Issue Date: February 23, 1976
City: Washington, DC
Quantity: 8,720,100 panes of 50
Printed By: Bureau of Engraving and Printing
Printing Method: Photogravure
Perforations: 11
Color:  Multicolored
 

Oklahoma Becomes 46th State

U.S. #1092 – “Arrows to Atoms” reflects Oklahoma’s evolution from the frontier days to the atomic age.

On November 16, 1907, Indian Territory and Oklahoma Territory were merged to create the state of Oklahoma.

Arapaho, Caddo, Cheyenne, Comanche, Kiowa, Osage, Pawnee, and Wichita Indians lived in the Oklahoma region before Europeans came to the area. These people followed the gigantic herds of buffalo that roamed the grasslands.

Spanish explorers were the first whites to reach Oklahoma. In 1541, Francisco Vásquez de Coronado commanded an expedition that traveled from Tiguex, New Mexico, to present-day Oklahoma. Another Spaniard, Hernando de Soto, may have reached the area.

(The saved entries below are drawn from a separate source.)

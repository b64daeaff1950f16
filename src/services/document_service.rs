// src/services/document_service.rs

use base64::{Engine as _, engine::general_purpose::STANDARD};
use chrono::Utc;

use crate::{
    common::error::AppError,
    models::document::{ALLOWED_DOCUMENT_TYPES, DocumentFile, LeaseDocuments},
};

pub const DEFAULT_MAX_UPLOAD_BYTES: u64 = 5 * 1024 * 1024;

/// Validação de anexos (upload de arquivo ou foto da câmera).
#[derive(Clone)]
pub struct DocumentService {
    max_bytes: u64,
}

impl DocumentService {
    pub fn new(max_bytes: u64) -> Self {
        Self { max_bytes }
    }

    /// Confere tipo e tamanho. O conteúdo precisa ser um data URI base64 decodificável;
    /// o tamanho considerado é o dos bytes decodificados.
    pub fn validate(&self, mut file: DocumentFile) -> Result<DocumentFile, AppError> {
        let (media_type, bytes) = decode_data_uri(&file.content)?;

        let declared = if file.file_type.trim().is_empty() {
            media_type.clone()
        } else {
            file.file_type.trim().to_ascii_lowercase()
        };

        if !ALLOWED_DOCUMENT_TYPES.contains(&declared.as_str())
            || !ALLOWED_DOCUMENT_TYPES.contains(&media_type.as_str())
        {
            return Err(AppError::DocumentRejected(
                "Please upload only images (JPEG, PNG) or PDF files.".into(),
            ));
        }

        let size = bytes.len() as u64;
        if size > self.max_bytes {
            return Err(AppError::DocumentRejected(format!(
                "File size must be less than {}MB.",
                self.max_bytes / (1024 * 1024)
            )));
        }

        file.file_type = declared;
        file.file_size = size;
        if file.upload_date.is_none() {
            file.upload_date = Some(Utc::now());
        }
        Ok(file)
    }

    pub fn validate_lease_documents(&self, documents: LeaseDocuments) -> Result<LeaseDocuments, AppError> {
        Ok(LeaseDocuments {
            valid_id: documents.valid_id.map(|f| self.validate(f)).transpose()?,
            business_permit: documents.business_permit.map(|f| self.validate(f)).transpose()?,
            barangay_permit: documents.barangay_permit.map(|f| self.validate(f)).transpose()?,
        })
    }

    /// Foto capturada pela câmera: sempre um JPEG com nome gerado.
    pub fn capture(&self, data_uri: &str, label: &str) -> Result<DocumentFile, AppError> {
        let (media_type, _) = decode_data_uri(data_uri)?;
        if media_type != "image/jpeg" {
            return Err(AppError::DocumentRejected("Captured photo must be a JPEG image.".into()));
        }

        let now = Utc::now();
        let label = if label.trim().is_empty() { "capture" } else { label.trim() };
        self.validate(DocumentFile {
            file_name: format!("{}-{}.jpg", label, now.timestamp_millis()),
            file_type: "image/jpeg".into(),
            file_size: 0,
            upload_date: Some(now),
            content: data_uri.to_string(),
        })
    }
}

// `data:<mime>;base64,<payload>` → (mime, bytes)
fn decode_data_uri(uri: &str) -> Result<(String, Vec<u8>), AppError> {
    let invalid = || AppError::DocumentRejected("Document content must be a base64 data URI.".into());

    let rest = uri.trim().strip_prefix("data:").ok_or_else(invalid)?;
    let (header, payload) = rest.split_once(',').ok_or_else(invalid)?;
    let media_type = header.strip_suffix(";base64").ok_or_else(invalid)?;

    let bytes = STANDARD.decode(payload.trim()).map_err(|_| invalid())?;
    Ok((media_type.to_ascii_lowercase(), bytes))
}

#[cfg(test)]
mod tests {
    use super::*;

    fn data_uri(mime: &str, bytes: &[u8]) -> String {
        format!("data:{};base64,{}", mime, STANDARD.encode(bytes))
    }

    fn file(mime: &str, bytes: &[u8]) -> DocumentFile {
        DocumentFile {
            file_name: "id.jpg".into(),
            file_type: mime.into(),
            file_size: 999,
            upload_date: None,
            content: data_uri(mime, bytes),
        }
    }

    #[test]
    fn accepts_images_and_pdf_with_real_size() {
        let service = DocumentService::new(DEFAULT_MAX_UPLOAD_BYTES);
        let checked = service.validate(file("image/png", b"\x89PNG....")).unwrap();
        assert_eq!(checked.file_size, 8);
        assert!(checked.upload_date.is_some());

        assert!(service.validate(file("application/pdf", b"%PDF-1.4")).is_ok());
    }

    #[test]
    fn rejects_wrong_type_oversize_and_garbage() {
        let service = DocumentService::new(16);

        let err = service.validate(file("text/plain", b"hello")).unwrap_err();
        assert!(matches!(err, AppError::DocumentRejected(_)));

        let err = service.validate(file("image/jpeg", &[0u8; 17])).unwrap_err();
        assert!(matches!(err, AppError::DocumentRejected(_)));

        let mut broken = file("image/jpeg", b"abc");
        broken.content = "not a data uri".into();
        assert!(service.validate(broken).is_err());
    }

    #[test]
    fn capture_requires_jpeg() {
        let service = DocumentService::new(DEFAULT_MAX_UPLOAD_BYTES);
        let photo = service.capture(&data_uri("image/jpeg", b"\xff\xd8\xff"), "validId").unwrap();
        assert!(photo.file_name.starts_with("validId-"));
        assert_eq!(photo.file_type, "image/jpeg");

        assert!(service.capture(&data_uri("image/png", b"png"), "").is_err());
    }
}
// src/services/auth.rs

use bcrypt::{hash, verify};
use chrono::Utc;
use jsonwebtoken::{decode, encode, DecodingKey, EncodingKey, Header, Validation};
use uuid::Uuid;
use validator::Validate;

use crate::{
    common::error::AppError,
    db::{Store, UserRepository},
    models::auth::{
        AuthResponse, Claims, LoginUserPayload, RegisterUserPayload, UpdateUserPayload, User,
        UserProfile, UserStatus,
    },
};

const TOKEN_LIFETIME_DAYS: i64 = 7;

#[derive(Clone)]
pub struct AuthService {
    store: Store,
    user_repo: UserRepository,
    jwt_secret: String,
    hash_cost: u32,
}

impl AuthService {
    pub fn new(store: Store, jwt_secret: String) -> Self {
        Self {
            user_repo: UserRepository::new(store.clone()),
            store,
            jwt_secret,
            hash_cost: bcrypt::DEFAULT_COST,
        }
    }

    /// Custo do bcrypt; os testes usam o mínimo.
    pub fn with_hash_cost(mut self, cost: u32) -> Self {
        self.hash_cost = cost;
        self
    }

    pub async fn register_user(&self, payload: RegisterUserPayload) -> Result<UserProfile, AppError> {
        payload.validate()?;

        // O hashing fica fora da transação, não toca no armazenamento
        let password_hash = self.hash_password(payload.password).await?;
        let status = payload.status.unwrap_or_default();

        let user = User {
            id: Uuid::new_v4(),
            username: payload.username.trim().to_string(),
            email: payload.email.trim().to_string(),
            password_hash,
            first_name: payload.first_name.trim().to_string(),
            last_name: payload.last_name.trim().to_string(),
            phone: payload.phone,
            role: payload.role.trim().to_string(),
            department: payload.department,
            status,
            is_active: payload.is_active.unwrap_or(status == UserStatus::Active),
            is_staff: payload.is_staff.unwrap_or(false),
            last_login: None,
            date_joined: Some(Utc::now()),
        };

        let mut tx = self.store.begin().await;
        let user = self.user_repo.create_user(&mut tx, user).await?;
        tx.commit().await?;

        tracing::info!(username = %user.username, "👤 Usuário registrado");
        Ok(user.into())
    }

    pub async fn login_user(&self, payload: LoginUserPayload) -> Result<AuthResponse, AppError> {
        payload.validate()?;

        // O campo `username` aceita também o e-mail
        let user = match self.user_repo.find_by_username(&payload.username).await? {
            Some(user) => user,
            None => self
                .user_repo
                .find_by_email(&payload.username)
                .await?
                .ok_or(AppError::InvalidCredentials)?,
        };

        if !user.can_sign_in() {
            return Err(AppError::InvalidCredentials);
        }

        let password = payload.password;
        let password_hash = user.password_hash.clone();

        // Executa a verificação em um thread separado
        let is_password_valid = tokio::task::spawn_blocking(move || verify(&password, &password_hash))
            .await
            .map_err(|e| anyhow::anyhow!("Falha na task de verificação de senha: {}", e))??;

        if !is_password_valid {
            return Err(AppError::InvalidCredentials);
        }

        let mut tx = self.store.begin().await;
        let mut user = self.user_repo.find_by_id_in(&mut tx, user.id).await?;
        user.last_login = Some(Utc::now());
        let user = self.user_repo.save_user(&mut tx, user).await?;
        tx.commit().await?;

        self.create_token(user.id)
    }

    pub async fn validate_token(&self, token: &str) -> Result<User, AppError> {
        let token_data = decode::<Claims>(
            token,
            &DecodingKey::from_secret(self.jwt_secret.as_ref()),
            &Validation::default(),
        )
        .map_err(|_| AppError::InvalidToken)?;

        let user = self
            .user_repo
            .find_by_id(token_data.claims.sub)
            .await?
            .ok_or(AppError::UserNotFound)?;

        // Usuário desativado perde o acesso mesmo com token válido
        if !user.can_sign_in() {
            return Err(AppError::InvalidToken);
        }
        Ok(user)
    }

    pub async fn list_users(&self) -> Result<Vec<UserProfile>, AppError> {
        Ok(self.user_repo.list().await?.into_iter().map(UserProfile::from).collect())
    }

    pub async fn update_user(&self, id: Uuid, payload: UpdateUserPayload) -> Result<UserProfile, AppError> {
        payload.validate()?;

        let password_hash = match payload.password {
            Some(password) => Some(self.hash_password(password).await?),
            None => None,
        };

        let mut tx = self.store.begin().await;
        let mut user = self.user_repo.find_by_id_in(&mut tx, id).await?;

        if let Some(username) = payload.username {
            user.username = username.trim().to_string();
        }
        if let Some(email) = payload.email {
            user.email = email.trim().to_string();
        }
        if let Some(hash) = password_hash {
            user.password_hash = hash;
        }
        if let Some(first_name) = payload.first_name {
            user.first_name = first_name.trim().to_string();
        }
        if let Some(last_name) = payload.last_name {
            user.last_name = last_name.trim().to_string();
        }
        if payload.phone.is_some() {
            user.phone = payload.phone;
        }
        if let Some(role) = payload.role {
            user.role = role.trim().to_string();
        }
        if payload.department.is_some() {
            user.department = payload.department;
        }
        if let Some(status) = payload.status {
            user.status = status;
        }
        if let Some(is_active) = payload.is_active {
            user.is_active = is_active;
        }
        if let Some(is_staff) = payload.is_staff {
            user.is_staff = is_staff;
        }

        let user = self.user_repo.save_user(&mut tx, user).await?;
        tx.commit().await?;
        Ok(user.into())
    }

    /// Exclusão lógica: o usuário fica inativo e não consegue mais entrar.
    pub async fn deactivate_user(&self, id: Uuid) -> Result<UserProfile, AppError> {
        let mut tx = self.store.begin().await;
        let mut user = self.user_repo.find_by_id_in(&mut tx, id).await?;
        user.status = UserStatus::Inactive;
        user.is_active = false;
        let user = self.user_repo.save_user(&mut tx, user).await?;
        tx.commit().await?;

        tracing::info!(username = %user.username, "Usuário desativado");
        Ok(user.into())
    }

    async fn hash_password(&self, password: String) -> Result<String, AppError> {
        let cost = self.hash_cost;
        let hashed = tokio::task::spawn_blocking(move || hash(&password, cost))
            .await
            .map_err(|e| anyhow::anyhow!("Falha na task de hashing: {}", e))??;
        Ok(hashed)
    }

    fn create_token(&self, user_id: Uuid) -> Result<AuthResponse, AppError> {
        let now = Utc::now();
        let lifetime = chrono::Duration::days(TOKEN_LIFETIME_DAYS);
        let expires_at = now + lifetime;

        let claims = Claims {
            sub: user_id,
            exp: expires_at.timestamp() as usize,
            iat: now.timestamp() as usize,
        };

        let access = encode(
            &Header::default(),
            &claims,
            &EncodingKey::from_secret(self.jwt_secret.as_ref()),
        )?;

        Ok(AuthResponse {
            access,
            token_type: "Bearer",
            expires_in: lifetime.num_seconds(),
        })
    }
}

/// Menor custo aceito pelo bcrypt; deixa os testes rápidos.
#[cfg(test)]
pub const TEST_HASH_COST: u32 = 4;

#[cfg(test)]
mod tests {
    use super::*;

    fn service() -> AuthService {
        AuthService::new(Store::in_memory(), "test-secret".into()).with_hash_cost(TEST_HASH_COST)
    }

    fn register(username: &str, email: &str) -> RegisterUserPayload {
        RegisterUserPayload {
            username: username.into(),
            email: email.into(),
            password: "palengke123".into(),
            first_name: "Maria".into(),
            last_name: "Santos".into(),
            phone: None,
            role: "market_manager".into(),
            department: Some("Administration".into()),
            status: None,
            is_active: None,
            is_staff: None,
        }
    }

    fn login(username: &str, password: &str) -> LoginUserPayload {
        LoginUserPayload {
            username: username.into(),
            password: password.into(),
        }
    }

    #[tokio::test]
    async fn register_then_login_by_username_or_email() {
        let service = service();
        let profile = service.register_user(register("maria", "maria@palengke.ph")).await.unwrap();
        assert!(profile.is_active);
        assert!(profile.date_joined.is_some());

        let by_name = service.login_user(login("maria", "palengke123")).await.unwrap();
        let by_email = service.login_user(login("MARIA@palengke.ph", "palengke123")).await.unwrap();
        assert_eq!(by_name.token_type, "Bearer");
        assert_eq!(by_name.expires_in, 7 * 24 * 3600);

        let user = service.validate_token(&by_email.access).await.unwrap();
        assert_eq!(user.id, profile.id);
        assert!(user.last_login.is_some());
    }

    #[tokio::test]
    async fn wrong_password_and_bad_token_are_refused() {
        let service = service();
        service.register_user(register("maria", "maria@palengke.ph")).await.unwrap();

        let err = service.login_user(login("maria", "wrong-pass")).await.unwrap_err();
        assert!(matches!(err, AppError::InvalidCredentials));
        assert!(matches!(
            service.login_user(login("nobody", "palengke123")).await,
            Err(AppError::InvalidCredentials)
        ));
        assert!(matches!(service.validate_token("garbage").await, Err(AppError::InvalidToken)));
    }

    #[tokio::test]
    async fn duplicates_and_short_passwords_are_rejected() {
        let service = service();
        service.register_user(register("maria", "maria@palengke.ph")).await.unwrap();

        assert!(matches!(
            service.register_user(register("maria", "other@palengke.ph")).await,
            Err(AppError::UsernameAlreadyExists)
        ));
        assert!(matches!(
            service.register_user(register("juan", "Maria@Palengke.ph")).await,
            Err(AppError::EmailAlreadyExists)
        ));

        let mut short = register("juan", "juan@palengke.ph");
        short.password = "short".into();
        assert!(matches!(service.register_user(short).await, Err(AppError::ValidationError(_))));
        assert_eq!(service.list_users().await.unwrap().len(), 1);
    }

    #[tokio::test]
    async fn update_can_change_password() {
        let service = service();
        let profile = service.register_user(register("maria", "maria@palengke.ph")).await.unwrap();

        let updated = service
            .update_user(
                profile.id,
                UpdateUserPayload {
                    password: Some("new-password".into()),
                    department: Some("Finance".into()),
                    ..Default::default()
                },
            )
            .await
            .unwrap();
        assert_eq!(updated.department.as_deref(), Some("Finance"));
        assert_eq!(updated.first_name, "Maria");

        assert!(service.login_user(login("maria", "palengke123")).await.is_err());
        assert!(service.login_user(login("maria", "new-password")).await.is_ok());
    }

    #[tokio::test]
    async fn deactivated_users_lose_access() {
        let service = service();
        let profile = service.register_user(register("maria", "maria@palengke.ph")).await.unwrap();
        let token = service.login_user(login("maria", "palengke123")).await.unwrap();

        let removed = service.deactivate_user(profile.id).await.unwrap();
        assert_eq!(removed.status, UserStatus::Inactive);
        assert!(!removed.is_active);

        assert!(service.login_user(login("maria", "palengke123")).await.is_err());
        assert!(service.validate_token(&token.access).await.is_err());
        assert_eq!(service.list_users().await.unwrap().len(), 1);
        assert!(matches!(service.deactivate_user(Uuid::new_v4()).await, Err(AppError::UserNotFound)));
    }

    #[tokio::test]
    async fn inactive_status_alone_revokes_tokens() {
        let service = service();
        let profile = service.register_user(register("maria", "maria@palengke.ph")).await.unwrap();
        let token = service.login_user(login("maria", "palengke123")).await.unwrap();

        let update: UpdateUserPayload = serde_json::from_value(serde_json::json!({
            "status": "inactive",
            "is_active": true,
        }))
        .unwrap();
        let updated = service.update_user(profile.id, update).await.unwrap();
        assert_eq!(updated.status, UserStatus::Inactive);
        assert!(updated.is_active);

        assert!(matches!(service.validate_token(&token.access).await, Err(AppError::InvalidToken)));
        assert!(matches!(
            service.login_user(login("maria", "palengke123")).await,
            Err(AppError::InvalidCredentials)
        ));
    }
}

Both expeditions were searching for gold. Neither was successful.

U.S. #1678 – The Oklahoma flag represents the history of more than 60 Native American groups.

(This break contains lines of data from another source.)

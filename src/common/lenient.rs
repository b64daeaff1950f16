// src/common/lenient.rs
//
// Desserializadores tolerantes para registros persistidos sem esquema.
// Campo ausente, nulo ou mal formatado vira vazio/zero em vez de invalidar a coleção.

use chrono::{DateTime, NaiveDate, Utc};
use rust_decimal::Decimal;
use serde::{Deserialize, Deserializer};
use serde_json::Value;
use std::str::FromStr;

use crate::common::money::parse_amount;

/// Valor monetário vindo como número, texto (`"5000"`) ou nulo.
pub fn amount<'de, D>(deserializer: D) -> Result<Decimal, D::Error>
where
    D: Deserializer<'de>,
{
    let value = Value::deserialize(deserializer)?;
    Ok(amount_from_value(&value))
}

pub fn opt_amount<'de, D>(deserializer: D) -> Result<Option<Decimal>, D::Error>
where
    D: Deserializer<'de>,
{
    let value = Value::deserialize(deserializer)?;
    Ok(match value {
        Value::Null => None,
        Value::String(ref s) if s.trim().is_empty() => None,
        other => Some(amount_from_value(&other)),
    })
}

pub fn amount_from_value(value: &Value) -> Decimal {
    match value {
        Value::Number(n) => Decimal::from_str(&n.to_string())
            .or_else(|_| Decimal::from_scientific(&n.to_string()))
            .unwrap_or(Decimal::ZERO),
        Value::String(s) => parse_amount(s),
        _ => Decimal::ZERO,
    }
}

/// Quantidade inteira (estoque); aceita número ou texto.
pub fn quantity<'de, D>(deserializer: D) -> Result<i64, D::Error>
where
    D: Deserializer<'de>,
{
    let value = Value::deserialize(deserializer)?;
    Ok(match value {
        Value::Number(n) => n
            .as_i64()
            .or_else(|| n.as_f64().map(|f| f.trunc() as i64))
            .unwrap_or(0),
        Value::String(s) => s.trim().parse::<f64>().map(|f| f.trunc() as i64).unwrap_or(0),
        _ => 0,
    })
}

/// Data de calendário: aceita `2025-01-01`, um timestamp ISO completo ou vazio.
pub fn date<'de, D>(deserializer: D) -> Result<Option<NaiveDate>, D::Error>
where
    D: Deserializer<'de>,
{
    let value = Value::deserialize(deserializer)?;
    Ok(match value {
        Value::String(s) => parse_date(&s),
        _ => None,
    })
}

pub fn parse_date(raw: &str) -> Option<NaiveDate> {
    let raw = raw.trim();
    if raw.is_empty() {
        return None;
    }
    NaiveDate::parse_from_str(raw, "%Y-%m-%d")
        .ok()
        .or_else(|| DateTime::parse_from_rfc3339(raw).ok().map(|dt| dt.date_naive()))
}

pub fn timestamp<'de, D>(deserializer: D) -> Result<Option<DateTime<Utc>>, D::Error>
where
    D: Deserializer<'de>,
{
    let value = Value::deserialize(deserializer)?;
    Ok(match value {
        Value::String(s) => DateTime::parse_from_rfc3339(s.trim())
            .ok()
            .map(|dt| dt.with_timezone(&Utc))
            .or_else(|| {
                parse_date(&s).and_then(|d| d.and_hms_opt(0, 0, 0)).map(|naive| naive.and_utc())
            }),
        _ => None,
    })
}

/// Texto que pode ter sido gravado como número (IDs sequenciais antigos) ou nulo.
pub fn string<'de, D>(deserializer: D) -> Result<String, D::Error>
where
    D: Deserializer<'de>,
{
    let value = Value::deserialize(deserializer)?;
    Ok(match value {
        Value::String(s) => s,
        Value::Number(n) => n.to_string(),
        Value::Bool(b) => b.to_string(),
        _ => String::new(),
    })
}

/// Texto opcional de formulário: nulo ou em branco conta como ausente.
pub fn opt_string<'de, D>(deserializer: D) -> Result<Option<String>, D::Error>
where
    D: Deserializer<'de>,
{
    let value = Option::<String>::deserialize(deserializer)?;
    Ok(value.filter(|s| !s.trim().is_empty()))
}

In 1682, René-Robert Cavelier, a French explorer, traveled down the Mississippi River. Although he did not enter Oklahoma, he claimed all the land drained by the Mississippi for France. This territory was called Louisiana, and included Oklahoma. This led to many explorers, fur traders, and trappers coming to Oklahoma.

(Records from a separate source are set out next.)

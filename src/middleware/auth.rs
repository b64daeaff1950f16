// src/middleware/auth.rs

use axum::{
    extract::{FromRequestParts, Request, State},
    http::request::Parts,
    middleware::Next,
    response::Response,
};
use axum_extra::{
    headers::{authorization::Bearer, Authorization},
    typed_header::TypedHeaderRejection,
    TypedHeader,
};

use crate::{common::error::AppError, config::AppState, models::auth::User};

const DEFAULT_ACTOR: &str = "Admin";

// O middleware em si: exige `Authorization: Bearer <token>` válido
pub async fn auth_guard(
    State(app_state): State<AppState>,
    bearer: Result<TypedHeader<Authorization<Bearer>>, TypedHeaderRejection>,
    mut request: Request,
    next: Next,
) -> Result<Response, AppError> {
    // Cabeçalho ausente ou malformado conta como token inválido
    let TypedHeader(Authorization(bearer)) = bearer.map_err(|_| AppError::InvalidToken)?;

    let user = app_state
        .auth_service
        .validate_token(bearer.token())
        .await
        .map_err(|err| match err {
            AppError::UserNotFound => AppError::InvalidToken,
            other => other,
        })?;

    // Insere o usuário nos "extensions" da requisição
    request.extensions_mut().insert(user);
    Ok(next.run(request).await)
}

// Extrator para obter o usuário autenticado diretamente nos handlers
pub struct AuthenticatedUser(pub User);

impl<S> FromRequestParts<S> for AuthenticatedUser
where
    S: Send + Sync,
{
    type Rejection = AppError;

    async fn from_request_parts(parts: &mut Parts, _state: &S) -> Result<Self, Self::Rejection> {
        parts
            .extensions
            .get::<User>()
            .cloned()
            .map(AuthenticatedUser)
            .ok_or(AppError::InvalidToken)
    }
}

/// Nome gravado como autor das ações (aprovado por, liberado por...).
/// Sem usuário autenticado na requisição, vale "Admin".
pub struct Actor(pub String);

impl<S> FromRequestParts<S> for Actor
where
    S: Send + Sync,
{
    type Rejection = std::convert::Infallible;

    async fn from_request_parts(parts: &mut Parts, _state: &S) -> Result<Self, Self::Rejection> {
        let name = parts
            .extensions
            .get::<User>()
            .map(User::full_name)
            .unwrap_or_else(|| DEFAULT_ACTOR.to_string());
        Ok(Actor(name))
    }
}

France claimed Louisiana until 1762, when it was sold to Spain. Napoleon regained Louisiana in 1800, and then sold this massive parcel of land to the United States in 1803. Oklahoma then became part of the U.S.

The Louisiana Territory consisted of 827,987 square miles of land. Congress divided the territory for administrative purposes. The territory was reorganized several times. At first, Louisiana was part of the District of Louisiana. In 1805, it became part of the Louisiana Territory. In 1812, the Missouri Territory was organized from the Louisiana Territory. Then, in 1819, the U.S. settled a boundary dispute with Spain. As part of the settlement, the Oklahoma panhandle was given to Spain. That same year, sections of Oklahoma became part of the Arkansas Territory.

U.S. #1988 – Oklahoma’s state bird and flower – Scissor-Tailed Flycatcher and Mistletoe.

For more than a hundred years, the Cherokee, Chickasaw, Choctaw, Creek, and Seminole Indians had lived in close proximity to Europeans in the southeastern U.S. These people had adopted a great deal of European culture and were known as the Five Civilized Tribes. In 1819, the U.S. government began pressuring the Five Civilized Tribes to move west to Oklahoma. At that time, Oklahoma was mostly unpopulated. The government built Fort Towson and Fort Gibson, and forced the Five Tribes to move there. From 1830-1842, the Indians made the trip to eastern Oklahoma. Thousands of them died along the way. The journey came to be known as the “Trail of Tears.”

The Five Civilized Tribes were given control of all of Oklahoma except the Panhandle. Treaties stated the Indians would own the lands “as long as grass shall grow and rivers run.” Each tribe developed its own legislature, courts, laws, and capital. Farms and ranches were established, and churches and schools were built. Treaties protected the tribes from white settlement – until the Civil War.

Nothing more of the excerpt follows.